## What you will do:
In the entries below, find every line with the string "Some" and copy it.

Collected data entries
□ □ □ □ □ □ □

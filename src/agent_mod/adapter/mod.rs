// src/agent_mod/adapter/mod.rs
//! Agent CLI 适配器模块
//!
//! 每种 AI 编码工具一个适配器，封装它的启动命令和提示符约定。
//! 新增 agent 只需要新增一个适配器，activity monitor 不需要改动。

mod types;

pub use types::*;

use crate::agent::AgentType;
use crate::config::AgentConfig;
use std::path::PathBuf;

/// Agent CLI 适配器 trait
pub trait AgentAdapter: Send + Sync {
    /// 获取 Agent 类型
    fn agent_type(&self) -> AgentType;

    /// 获取 agent 配置
    fn config(&self) -> &AgentConfig;

    /// 检测就绪状态
    ///
    /// 输入是已经去掉控制序列的终端文本。不能 panic，不能做 I/O。
    fn check_ready(&self, terminal_output: &str) -> AgentStatus;

    /// 显示名称
    fn display_name(&self) -> &str {
        &self.config().name
    }

    /// 获取启动命令 (command, args)
    fn get_launch_command(&self) -> (String, Vec<String>) {
        let config = self.config();
        (config.command.clone(), config.args.clone())
    }

    /// 工作目录：配置优先，其次当前目录
    fn working_directory(&self) -> PathBuf {
        self.config()
            .working_dir
            .clone()
            .or_else(|| std::env::current_dir().ok())
            .unwrap_or_else(|| PathBuf::from("."))
    }

    /// 检测命令是否已安装
    fn is_installed(&self) -> bool {
        let command = &self.config().command;
        let program = command.split_whitespace().next().unwrap_or(command);
        which::which(program).is_ok()
    }
}

/// 根据 agent id 和配置获取适配器
///
/// 配置中的 `kind` 优先；否则由 agent id 推断，无法识别时使用通用适配器。
pub fn get_adapter(agent_id: &str, config: &AgentConfig) -> Box<dyn AgentAdapter> {
    let agent_type = config
        .kind
        .or_else(|| agent_id.parse().ok())
        .unwrap_or(AgentType::Generic);

    match agent_type {
        AgentType::Claude => Box::new(claude::ClaudeAdapter::new(config.clone())),
        AgentType::Aider => Box::new(aider::AiderAdapter::new(config.clone())),
        AgentType::Codex => Box::new(codex::CodexAdapter::new(config.clone())),
        AgentType::Generic => Box::new(generic::GenericAdapter::new(config.clone())),
    }
}

pub mod aider;
pub mod claude;
pub mod codex;
pub mod generic;
//! Agent Arcade - 等 AI 编码代理干活的时候玩游戏
//!
//! tmux 上方 pane 跑 agent，下方 pane 跑游戏；agent 回到输入提示符时提醒你回去。

pub mod cli;
pub mod config;
pub mod infra;
#[path = "agent_mod/mod.rs"]
pub mod agent;
pub mod watcher;

pub use agent::{get_adapter, AgentAdapter, AgentStatus, AgentType};
pub use config::{AgentConfig, ArcadeConfig, MonitorConfig, NotificationsConfig};
pub use infra::{strip_control_sequences, PaneHandle, PaneRole, TerminalBackend, TmuxManager};
pub use watcher::{ActivityMonitor, AgentLaunch, PaneSupervisor, StopSignal};
//! 配置模块 - `~/.agent-arcade/config.json`
//!
//! 所有字段都有默认值，配置文件不存在时直接使用默认配置。

use crate::agent::AgentType;
use anyhow::{anyhow, bail, Context, Result};
use serde::{Deserialize, Serialize};
use std::collections::BTreeMap;
use std::fs;
use std::path::{Path, PathBuf};
use std::time::Duration;
use tracing::{debug, info};

/// 数据目录名（位于 home 目录下）
const DATA_DIR_NAME: &str = ".agent-arcade";

/// 配置文件名
const CONFIG_FILE_NAME: &str = "config.json";

const LOG_FILE_NAME: &str = "arcade.log";

/// 数据目录：配置文件和日志都放在这里
pub fn data_dir() -> PathBuf {
    dirs::home_dir()
        .unwrap_or_else(|| PathBuf::from("."))
        .join(DATA_DIR_NAME)
}

/// 默认配置文件路径
pub fn default_config_path() -> PathBuf {
    data_dir().join(CONFIG_FILE_NAME)
}

/// attach 期间的日志文件
pub fn log_path() -> PathBuf {
    data_dir().join(LOG_FILE_NAME)
}

/// tmux session 配置
#[derive(Debug, Clone, Serialize, Deserialize)]
#[serde(default)]
pub struct TmuxConfig {
    pub session_name: String,
    /// agent pane 占的高度百分比
    pub pane_split_ratio: u8,
    pub mouse_mode: bool,
    pub status_bar: bool,
}

impl Default for TmuxConfig {
    fn default() -> Self {
        Self {
            session_name: "agent-arcade".to_string(),
            pane_split_ratio: 70,
            mouse_mode: true,
            status_bar: true,
        }
    }
}

/// 快捷键配置
#[derive(Debug, Clone, Serialize, Deserialize)]
#[serde(default)]
pub struct KeybindingsConfig {
    pub prefix: String,
    pub switch_to_ai: String,
    pub switch_to_game: String,
    pub quit: String,
}

impl Default for KeybindingsConfig {
    fn default() -> Self {
        Self {
            prefix: "C-a".to_string(),
            switch_to_ai: "Up".to_string(),
            switch_to_game: "Down".to_string(),
            quit: "q".to_string(),
        }
    }
}

/// 监控配置（配置文件中以秒为单位）
#[derive(Debug, Clone, Serialize, Deserialize)]
#[serde(default)]
pub struct MonitoringSection {
    pub check_interval: f64,
    pub inactivity_timeout: f64,
    pub buffer_lines: u32,
}

impl Default for MonitoringSection {
    fn default() -> Self {
        Self {
            check_interval: 0.5,
            inactivity_timeout: 3.0,
            buffer_lines: 50,
        }
    }
}

/// Activity monitor 的运行参数，加载后不再变化
#[derive(Debug, Clone, Copy, PartialEq)]
pub struct MonitorConfig {
    pub check_interval: Duration,
    pub inactivity_timeout: Duration,
    pub buffer_lines: u32,
}

impl MonitoringSection {
    /// 转换为运行参数，调用前应先通过 `ArcadeConfig::validate`
    pub fn to_monitor_config(&self) -> MonitorConfig {
        MonitorConfig {
            check_interval: secs_to_duration(self.check_interval),
            inactivity_timeout: secs_to_duration(self.inactivity_timeout),
            buffer_lines: self.buffer_lines,
        }
    }
}

/// 负数和 NaN 视为 0，超出范围时取最大值
fn secs_to_duration(secs: f64) -> Duration {
    Duration::try_from_secs_f64(secs.max(0.0)).unwrap_or(Duration::MAX)
}

/// 通知配置
#[derive(Debug, Clone, Serialize, Deserialize)]
#[serde(default)]
pub struct NotificationsConfig {
    pub enabled: bool,
    /// 在 game pane 上闪烁提示
    pub visual: bool,
    pub message: String,
    /// 提示持续时间（秒）
    pub flash_duration: f64,
}

impl Default for NotificationsConfig {
    fn default() -> Self {
        Self {
            enabled: true,
            visual: true,
            message: "🤖 AI agent is ready for input!".to_string(),
            flash_duration: 2.0,
        }
    }
}

impl NotificationsConfig {
    /// 提示持续时间（毫秒）
    pub fn flash_duration_ms(&self) -> u64 {
        (self.flash_duration.max(0.0) * 1000.0) as u64
    }
}

/// 单个 agent 配置
#[derive(Debug, Clone, Serialize, Deserialize)]
pub struct AgentConfig {
    /// 显示名称
    pub name: String,
    pub command: String,
    #[serde(default)]
    pub args: Vec<String>,
    /// 工作目录，未设置时使用当前目录
    #[serde(default, skip_serializing_if = "Option::is_none")]
    pub working_dir: Option<PathBuf>,
    /// 就绪检测使用的适配器，未设置时由 agent id 推断
    #[serde(default, skip_serializing_if = "Option::is_none")]
    pub kind: Option<AgentType>,
}

impl AgentConfig {
    pub fn new(name: impl Into<String>, command: impl Into<String>) -> Self {
        Self {
            name: name.into(),
            command: command.into(),
            args: Vec::new(),
            working_dir: None,
            kind: None,
        }
    }

    pub fn with_kind(mut self, kind: AgentType) -> Self {
        self.kind = Some(kind);
        self
    }
}

/// 游戏 runner 配置
#[derive(Debug, Clone, Serialize, Deserialize)]
#[serde(default)]
pub struct GameRunnerConfig {
    pub command: String,
    pub args: Vec<String>,
}

impl Default for GameRunnerConfig {
    fn default() -> Self {
        Self {
            command: "agent-arcade-games".to_string(),
            args: Vec::new(),
        }
    }
}

impl GameRunnerConfig {
    /// 完整命令行
    pub fn command_line(&self) -> String {
        join_command(&self.command, &self.args)
    }
}

/// 拼接命令和参数，含空白或引号的参数用单引号包裹
pub fn join_command(command: &str, args: &[String]) -> String {
    let mut line = command.to_string();
    for arg in args {
        line.push(' ');
        if arg.is_empty() || arg.chars().any(|c| c.is_whitespace() || "'\"$`\\;&|<>()".contains(c)) {
            line.push('\'');
            line.push_str(&arg.replace('\'', r"'\''"));
            line.push('\'');
        } else {
            line.push_str(arg);
        }
    }
    line
}

fn default_agents() -> BTreeMap<String, AgentConfig> {
    let mut agents = BTreeMap::new();
    agents.insert(
        "claude_code".to_string(),
        AgentConfig::new("Claude Code", "claude").with_kind(AgentType::Claude),
    );
    agents.insert(
        "aider".to_string(),
        AgentConfig::new("Aider", "aider").with_kind(AgentType::Aider),
    );
    agents.insert(
        "codex".to_string(),
        AgentConfig::new("Codex", "codex").with_kind(AgentType::Codex),
    );
    agents
}

/// 完整配置
#[derive(Debug, Clone, Serialize, Deserialize)]
#[serde(default)]
pub struct ArcadeConfig {
    pub tmux: TmuxConfig,
    pub keybindings: KeybindingsConfig,
    pub monitoring: MonitoringSection,
    pub notifications: NotificationsConfig,
    pub agents: BTreeMap<String, AgentConfig>,
    pub game_runner: GameRunnerConfig,
}

impl Default for ArcadeConfig {
    fn default() -> Self {
        Self {
            tmux: TmuxConfig::default(),
            keybindings: KeybindingsConfig::default(),
            monitoring: MonitoringSection::default(),
            notifications: NotificationsConfig::default(),
            agents: default_agents(),
            game_runner: GameRunnerConfig::default(),
        }
    }
}

impl ArcadeConfig {
    /// 从默认路径加载
    pub fn load() -> Result<Self> {
        Self::load_from(&default_config_path())
    }

    /// 从指定路径加载，文件不存在时返回默认配置
    pub fn load_from(path: &Path) -> Result<Self> {
        if !path.exists() {
            debug!(path = %path.display(), "Config file not found, using defaults");
            return Ok(Self::default());
        }

        let content = fs::read_to_string(path)
            .with_context(|| format!("读取配置文件失败: {}", path.display()))?;
        let config: ArcadeConfig = serde_json::from_str(&content)
            .with_context(|| format!("解析配置文件失败: {}", path.display()))?;
        config.validate()?;

        info!(path = %path.display(), agents = config.agents.len(), "Config loaded");
        Ok(config)
    }

    /// 写入配置文件（会创建父目录）
    pub fn save_to(&self, path: &Path) -> Result<()> {
        if let Some(parent) = path.parent() {
            fs::create_dir_all(parent)
                .with_context(|| format!("创建目录失败: {}", parent.display()))?;
        }
        let content = serde_json::to_string_pretty(self)?;
        fs::write(path, content).with_context(|| format!("写入配置文件失败: {}", path.display()))?;
        Ok(())
    }

    /// 检查配置取值
    pub fn validate(&self) -> Result<()> {
        let monitoring = &self.monitoring;
        if !monitoring.check_interval.is_finite() || monitoring.check_interval <= 0.0 {
            bail!("monitoring.check_interval 必须大于 0: {}", monitoring.check_interval);
        }
        if !monitoring.inactivity_timeout.is_finite() || monitoring.inactivity_timeout < 0.0 {
            bail!("monitoring.inactivity_timeout 不能为负数: {}", monitoring.inactivity_timeout);
        }
        for (key, secs) in [
            ("monitoring.check_interval", monitoring.check_interval),
            ("monitoring.inactivity_timeout", monitoring.inactivity_timeout),
        ] {
            if Duration::try_from_secs_f64(secs).is_err() {
                bail!("{} 超出范围: {}", key, secs);
            }
        }
        if monitoring.buffer_lines == 0 {
            bail!("monitoring.buffer_lines 必须大于 0");
        }
        if !self.notifications.flash_duration.is_finite() || self.notifications.flash_duration < 0.0 {
            bail!("notifications.flash_duration 不能为负数: {}", self.notifications.flash_duration);
        }
        if !(10..=90).contains(&self.tmux.pane_split_ratio) {
            bail!("tmux.pane_split_ratio 必须在 10-90 之间: {}", self.tmux.pane_split_ratio);
        }
        if self.tmux.session_name.trim().is_empty() {
            bail!("tmux.session_name 不能为空");
        }
        for (id, agent) in &self.agents {
            if agent.command.trim().is_empty() {
                bail!("agents.{}.command 不能为空", id);
            }
        }
        if self.game_runner.command.trim().is_empty() {
            bail!("game_runner.command 不能为空");
        }
        Ok(())
    }

    /// 查找 agent 配置
    pub fn get_agent(&self, agent_id: &str) -> Result<&AgentConfig> {
        self.agents.get(agent_id).ok_or_else(|| {
            let known: Vec<&str> = self.agents.keys().map(String::as_str).collect();
            anyhow!("未知的 agent: {}，可选: {}", agent_id, known.join(", "))
        })
    }

    pub fn monitor_config(&self) -> MonitorConfig {
        self.monitoring.to_monitor_config()
    }
}

#[cfg(test)]
mod tests {
    use super::*;
    use tempfile::TempDir;

    #[test]
    fn test_default_config_is_valid() {
        let config = ArcadeConfig::default();
        assert!(config.validate().is_ok());
        assert!(config.agents.contains_key("claude_code"));
        assert_eq!(config.tmux.pane_split_ratio, 70);
    }

    #[test]
    fn test_load_missing_file_returns_defaults() {
        let dir = TempDir::new().unwrap();
        let config = ArcadeConfig::load_from(&dir.path().join("missing.json")).unwrap();
        assert_eq!(config.tmux.session_name, "agent-arcade");
        assert_eq!(config.monitoring.buffer_lines, 50);
    }

    #[test]
    fn test_load_partial_file_fills_defaults() {
        let dir = TempDir::new().unwrap();
        let path = dir.path().join("config.json");
        fs::write(
            &path,
            r#"{"monitoring": {"check_interval": 1.5}, "notifications": {"visual": false}}"#,
        )
        .unwrap();

        let config = ArcadeConfig::load_from(&path).unwrap();
        assert_eq!(config.monitoring.check_interval, 1.5);
        assert_eq!(config.monitoring.buffer_lines, 50);
        assert!(!config.notifications.visual);
        assert!(config.notifications.enabled);
        assert_eq!(config.monitor_config().check_interval, Duration::from_millis(1500));
    }

    #[test]
    fn test_load_rejects_invalid_values() {
        let dir = TempDir::new().unwrap();
        let path = dir.path().join("config.json");
        fs::write(&path, r#"{"monitoring": {"check_interval": 0}}"#).unwrap();
        assert!(ArcadeConfig::load_from(&path).is_err());

        fs::write(&path, r#"{"tmux": {"pane_split_ratio": 95}}"#).unwrap();
        assert!(ArcadeConfig::load_from(&path).is_err());
    }

    #[test]
    fn test_load_rejects_out_of_range_durations() {
        // Given: 有限但无法表示为 Duration 的秒数
        let dir = TempDir::new().unwrap();
        let path = dir.path().join("config.json");

        for body in [
            r#"{"monitoring": {"check_interval": 1e20}}"#,
            r#"{"monitoring": {"inactivity_timeout": 1e300}}"#,
        ] {
            fs::write(&path, body).unwrap();
            // Then: 加载时报错，而不是在转换时 panic
            let err = ArcadeConfig::load_from(&path).unwrap_err();
            assert!(err.to_string().contains("超出范围"), "{}", err);
        }
    }

    #[test]
    fn test_monitor_config_conversion_is_total() {
        let mut section = MonitoringSection::default();
        section.check_interval = 1e20;
        section.inactivity_timeout = f64::NAN;
        let config = section.to_monitor_config();
        assert_eq!(config.check_interval, Duration::MAX);
        assert_eq!(config.inactivity_timeout, Duration::ZERO);
    }

    #[test]
    fn test_load_rejects_malformed_json() {
        let dir = TempDir::new().unwrap();
        let path = dir.path().join("config.json");
        fs::write(&path, "{ not json").unwrap();
        let err = ArcadeConfig::load_from(&path).unwrap_err();
        assert!(err.to_string().contains("解析配置文件失败"));
    }

    #[test]
    fn test_save_and_reload() {
        let dir = TempDir::new().unwrap();
        let path = dir.path().join("nested").join("config.json");
        let mut config = ArcadeConfig::default();
        config.agents.insert(
            "my_cli".to_string(),
            AgentConfig::new("My CLI", "my-cli"),
        );
        config.save_to(&path).unwrap();

        let loaded = ArcadeConfig::load_from(&path).unwrap();
        assert_eq!(loaded.get_agent("my_cli").unwrap().command, "my-cli");
        assert!(loaded.get_agent("my_cli").unwrap().kind.is_none());
    }

    #[test]
    fn test_get_agent_unknown_lists_known_ids() {
        let config = ArcadeConfig::default();
        let err = config.get_agent("nope").unwrap_err().to_string();
        assert!(err.contains("nope"));
        assert!(err.contains("claude_code"));
    }

    #[test]
    fn test_flash_duration_ms() {
        let notifications = NotificationsConfig {
            flash_duration: 1.25,
            ..Default::default()
        };
        assert_eq!(notifications.flash_duration_ms(), 1250);
    }

    #[test]
    fn test_join_command_quotes_special_args() {
        let args = vec!["--model".to_string(), "gpt 4".to_string(), "it's".to_string()];
        assert_eq!(
            join_command("aider", &args),
            r#"aider --model 'gpt 4' 'it'\''s'"#
        );
        assert_eq!(join_command("claude", &[]), "claude");
    }
}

□ □ □ □ □ □ □

## Answer space:
        self.kind = Some(kind);
        if let Some(parent) = path.parent() {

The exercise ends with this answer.